Now we format our chk files into fchk with the formchk utility:
formchk -3 filename.chk filename.fchk
formchk -3 state10.chk state10.fchk
If we open filename.fchk (the file where the original TD-DFT calculation is located) with GaussView we can plot all orbitals involved in excited state number ten, those would be seven orbitals from 41 (HOMO-3) to 47 (LUMO+2) as shown in figure 1.
If we now open state10.fchk we see that the numbers at the side of the orbitals are not their energy but their occupation number particular to this state of interest, so we only need to plot those with highest occupations, in our example those are orbitals 44 and 45 (HOMO and LUMO) which have occupations = 0.81186; you may include 43 and 46 (HOMO-1 and LUMO+1, respectively) for a much more complete description (occupations = 0.18223) but we’re still dealing with 4 orbitals instead of 7.
The NTO transition 44 -> 45 is far easier to conceptualize than all the 10 combinations given in the canonical basis from the direct TD-DFT calculation. TD-DFT provides us with the correct transitions, NTOs just paint us a picture more readily available to the chemist mindset.

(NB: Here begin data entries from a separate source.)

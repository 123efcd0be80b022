//! Long-running operation state as reported by the service.

use crate::error::ServiceError;

/// A server-side video generation job.
///
/// Operations are never mutated locally: every state change comes from a
/// fresh copy fetched from the service.
#[derive(Debug, Clone, Default, PartialEq, Eq)]
pub struct Operation {
    /// Opaque handle used to refresh the operation (e.g., `models/.../operations/abc`).
    pub name: String,
    /// True once the job has finished, successfully or not.
    pub done: bool,
    /// Present only when done.
    pub response: Option<OperationResponse>,
    /// Failure reported by the service.
    pub error: Option<ServiceError>,
}

impl Operation {
    /// A freshly submitted, unfinished operation.
    pub fn pending(name: impl Into<String>) -> Self {
        Self {
            name: name.into(),
            ..Self::default()
        }
    }

    /// The download location of the first generated video, if any.
    pub fn download_uri(&self) -> Option<&str> {
        self.response
            .as_ref()?
            .generated_videos
            .first()?
            .video
            .as_ref()?
            .uri
            .as_deref()
            .filter(|uri| !uri.is_empty())
    }
}

/// Payload of a finished operation.
#[derive(Debug, Clone, Default, PartialEq, Eq)]
pub struct OperationResponse {
    /// Generated videos, in order.
    pub generated_videos: Vec<GeneratedVideo>,
    /// Number of videos removed by content filters.
    pub rai_media_filtered_count: Option<u32>,
    /// Reasons given by the content filters.
    pub rai_media_filtered_reasons: Vec<String>,
}

/// One entry of [`OperationResponse::generated_videos`].
#[derive(Debug, Clone, Default, PartialEq, Eq)]
pub struct GeneratedVideo {
    /// The video file, if one was produced.
    pub video: Option<VideoFile>,
}

/// A remote video file.
#[derive(Debug, Clone, Default, PartialEq, Eq)]
pub struct VideoFile {
    /// Download location.
    pub uri: Option<String>,
    /// MIME type, when reported.
    pub mime_type: Option<String>,
}
//! The seam between the generation pipeline and the remote media API.

use crate::error::Result;
use crate::operation::Operation;
use crate::types::{AspectRatio, VideoConfig};
use async_trait::async_trait;

/// Remote media-generation service.
///
/// `None` from [`start_video`](Self::start_video) or
/// [`get_operation`](Self::get_operation) means the service answered
/// without a usable operation; transport and HTTP failures are `Err`.
#[async_trait]
pub trait MediaService: Send + Sync {
    /// One-shot image generation.
    async fn generate_content(
        &self,
        prompt: &str,
        aspect_ratio: AspectRatio,
    ) -> Result<Option<ContentResponse>>;

    /// Starts a long-running video generation.
    async fn start_video(&self, prompt: &str, config: &VideoConfig) -> Result<Option<Operation>>;

    /// Fetches the current state of an operation.
    async fn get_operation(&self, operation: &Operation) -> Result<Option<Operation>>;

    /// Authenticated GET of a generated media file.
    ///
    /// Non-2xx responses are returned, not raised; the caller decides.
    async fn download(&self, uri: &str) -> Result<DownloadedMedia>;
}

/// Result of an image generation call.
#[derive(Debug, Clone, Default, PartialEq, Eq)]
pub struct ContentResponse {
    /// Candidate answers, best first.
    pub candidates: Vec<Candidate>,
}

/// One candidate answer.
#[derive(Debug, Clone, Default, PartialEq, Eq)]
pub struct Candidate {
    /// Generated content.
    pub content: Option<Content>,
    /// Why generation stopped (e.g., `STOP`, `IMAGE_SAFETY`).
    pub finish_reason: Option<String>,
}

/// Content of a candidate. `parts` is `None` when the service omitted it.
#[derive(Debug, Clone, Default, PartialEq, Eq)]
pub struct Content {
    /// Content parts, in order.
    pub parts: Option<Vec<Part>>,
}

/// A content part: text, inline binary data, or both absent.
#[derive(Debug, Clone, Default, PartialEq, Eq)]
pub struct Part {
    /// Text content.
    pub text: Option<String>,
    /// Binary content.
    pub inline_data: Option<InlineData>,
}

/// Base64-encoded binary data embedded in a response.
#[derive(Debug, Clone, Default, PartialEq, Eq)]
pub struct InlineData {
    /// MIME type, when the service reports one.
    pub mime_type: Option<String>,
    /// Base64 payload.
    pub data: String,
}

/// Outcome of [`MediaService::download`].
#[derive(Debug, Clone, PartialEq, Eq)]
pub struct DownloadedMedia {
    /// HTTP status code.
    pub status: u16,
    /// Canonical reason phrase for `status`.
    pub status_text: String,
    /// Content-Type header, if sent.
    pub content_type: Option<String>,
    /// Response body.
    pub bytes: Vec<u8>,
}

impl DownloadedMedia {
    /// True for 2xx statuses.
    pub fn is_success(&self) -> bool {
        (200..300).contains(&self.status)
    }
}
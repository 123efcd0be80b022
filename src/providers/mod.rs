//! Remote media service backends.

mod gemini;

pub use gemini::{GeminiService, GeminiServiceBuilder, ImageModel, VideoModel};
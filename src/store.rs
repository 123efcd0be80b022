//! In-memory registry for downloaded media.
//!
//! A [`MediaHandle`] is a `blob:` style URL that a display layer can hand
//! back to the store to get the bytes. Entries live until they are revoked.

use dashmap::DashMap;
use std::sync::Arc;
use uuid::Uuid;

const URL_PREFIX: &str = "blob:genstarter/";

/// Reference to media held in a [`MediaStore`].
#[derive(Debug, Clone, PartialEq, Eq, Hash)]
pub struct MediaHandle {
    url: String,
    mime_type: String,
    size: usize,
}

impl MediaHandle {
    /// The `blob:genstarter/<uuid>` URL.
    pub fn url(&self) -> &str {
        &self.url
    }

    /// MIME type of the stored bytes.
    pub fn mime_type(&self) -> &str {
        &self.mime_type
    }

    /// Size of the stored bytes.
    pub fn size(&self) -> usize {
        self.size
    }
}

#[derive(Debug)]
struct StoredMedia {
    mime_type: String,
    bytes: Arc<[u8]>,
}

/// Shared, thread-safe media store. Clones share the same entries.
#[derive(Debug, Clone, Default)]
pub struct MediaStore {
    entries: Arc<DashMap<String, StoredMedia>>,
}

impl MediaStore {
    /// Creates an empty store.
    pub fn new() -> Self {
        Self::default()
    }

    /// Takes ownership of `bytes` and returns a fresh handle.
    pub fn insert(&self, bytes: Vec<u8>, mime_type: impl Into<String>) -> MediaHandle {
        let url = format!("{URL_PREFIX}{}", Uuid::new_v4());
        let mime_type = mime_type.into();
        let handle = MediaHandle {
            url: url.clone(),
            mime_type: mime_type.clone(),
            size: bytes.len(),
        };
        self.entries.insert(
            url,
            StoredMedia {
                mime_type,
                bytes: bytes.into(),
            },
        );
        handle
    }

    /// Looks up the bytes behind a URL.
    pub fn get(&self, url: &str) -> Option<Arc<[u8]>> {
        self.entries.get(url).map(|entry| Arc::clone(&entry.bytes))
    }

    /// MIME type of a stored entry.
    pub fn mime_type(&self, url: &str) -> Option<String> {
        self.entries.get(url).map(|entry| entry.mime_type.clone())
    }

    /// Releases the entry behind `handle`. Returns false if it was already gone.
    pub fn revoke(&self, handle: &MediaHandle) -> bool {
        self.entries.remove(&handle.url).is_some()
    }

    /// Releases every entry.
    pub fn clear(&self) {
        self.entries.clear();
    }

    /// Number of live entries.
    pub fn len(&self) -> usize {
        self.entries.len()
    }

    /// True when nothing is stored.
    pub fn is_empty(&self) -> bool {
        self.entries.is_empty()
    }
}
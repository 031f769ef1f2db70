//! Streaming encoder and top-level dispatch.

use crate::atom;
use crate::config::{EncoderConfig, NonFiniteFloats};
use crate::encode::{Category, Encode, Float};
use crate::error::{Error, Result};
use std::io;

/// Encodes values as S-expressions into a byte sink.
///
/// Successive calls append to the same sink. The first failure is terminal:
/// it is stored, and every later call returns it again without writing.
/// Bytes written before a failure stay in the sink.
///
/// ```
/// use sexpr::{Cons, Encoder, Symbol};
///
/// let mut out = Vec::new();
/// let mut encoder = Encoder::new(&mut out);
/// encoder.encode(&Cons::new(Symbol("a"), 1)).unwrap();
/// encoder.encode(&[1.5, 2.0]).unwrap();
/// assert_eq!(out, b"(a . 1)(1.5 2)");
/// ```
#[derive(Debug)]
pub struct Encoder<W> {
    writer: W,
    config: EncoderConfig,
    error: Option<Error>,
}

impl<W: io::Write> Encoder<W> {
    pub fn new(writer: W) -> Self {
        Self::with_config(writer, EncoderConfig::default())
    }

    pub fn with_config(writer: W, config: EncoderConfig) -> Self {
        Self {
            writer,
            config,
            error: None,
        }
    }

    /// Encode one value, appending its text to the sink.
    pub fn encode<T: Encode + ?Sized>(&mut self, value: &T) -> Result<()> {
        if let Some(err) = &self.error {
            return Err(err.clone());
        }
        let result = self.emit(value.classify(), 0);
        if let Err(err) = &result {
            tracing::debug!(error = %err, "sexp encoder failed");
            self.error = Some(err.clone());
        }
        result
    }

    /// The failure that ended this encoder, if any.
    pub fn error(&self) -> Option<&Error> {
        self.error.as_ref()
    }

    pub fn config(&self) -> &EncoderConfig {
        &self.config
    }

    pub fn get_ref(&self) -> &W {
        &self.writer
    }

    pub fn get_mut(&mut self) -> &mut W {
        &mut self.writer
    }

    pub fn into_inner(self) -> W {
        self.writer
    }

    pub(crate) fn emit(&mut self, category: Category<'_>, depth: usize) -> Result<()> {
        match category {
            Category::Custom(value) => {
                let text = value.render_sexp()?;
                self.write(&text)
            }
            Category::Integer(n) => Ok(write!(self.writer, "{n}")?),
            Category::Float(x) => self.emit_float(x),
            Category::Symbol(text) => self.write(text.as_bytes()),
            Category::Str(text) => Ok(atom::write_quoted(&mut self.writer, text)?),
            Category::Pair(car, cdr) => self.emit_pair(car, cdr, depth),
            Category::Null(type_name) => Err(Error::NullReference(type_name)),
            Category::Seq(items) => self.emit_seq(items, depth),
            Category::Record(record) => self.emit_record(record, depth),
            Category::Unsupported(type_name) => Err(Error::Unsupported(type_name)),
        }
    }

    pub(crate) fn emit_pair(
        &mut self,
        car: &dyn Encode,
        cdr: &dyn Encode,
        depth: usize,
    ) -> Result<()> {
        let depth = self.enter(depth)?;
        self.write(b"(")?;
        self.emit(car.classify(), depth)?;
        self.write(b" . ")?;
        self.emit(cdr.classify(), depth)?;
        self.write(b")")
    }

    fn emit_seq<'a>(
        &mut self,
        items: Box<dyn Iterator<Item = &'a dyn Encode> + 'a>,
        depth: usize,
    ) -> Result<()> {
        let depth = self.enter(depth)?;
        self.write(b"(")?;
        for (n, item) in items.enumerate() {
            if n > 0 {
                self.write(b" ")?;
            }
            self.emit(item.classify(), depth)?;
        }
        self.write(b")")
    }

    fn emit_float(&mut self, value: Float) -> Result<()> {
        if value.is_finite() {
            return self.write(atom::format_float(value).as_bytes());
        }
        match self.config.non_finite() {
            NonFiniteFloats::Elisp => {
                self.write(atom::non_finite_literal(value.to_f64()).as_bytes())
            }
            NonFiniteFloats::Reject => Err(Error::NonFinite(value.to_f64())),
        }
    }

    /// Descend into a container, returning the nested depth.
    pub(crate) fn enter(&self, depth: usize) -> Result<usize> {
        let limit = self.config.max_depth();
        if depth >= limit {
            return Err(Error::DepthLimit(limit));
        }
        Ok(depth + 1)
    }

    pub(crate) fn write(&mut self, bytes: &[u8]) -> Result<()> {
        Ok(self.writer.write_all(bytes)?)
    }
}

NOTE: for G09 revC and above, the %OldChk option is available, I haven’t personally tried it but using it to specify where the excitations are located and then write the NTOs of interest into a new chk file in the following way, thus eliminating the need of copying the original chk file for each state:
NTOs are based on the Natural Hybrid orbitals vision by Löwdin and others, and it is said to be so straightforward that it has been re-discovered from time to time. Be that as it may, the NTO visualization provides a much clearer vision of the excitations occurring during a TD calculation.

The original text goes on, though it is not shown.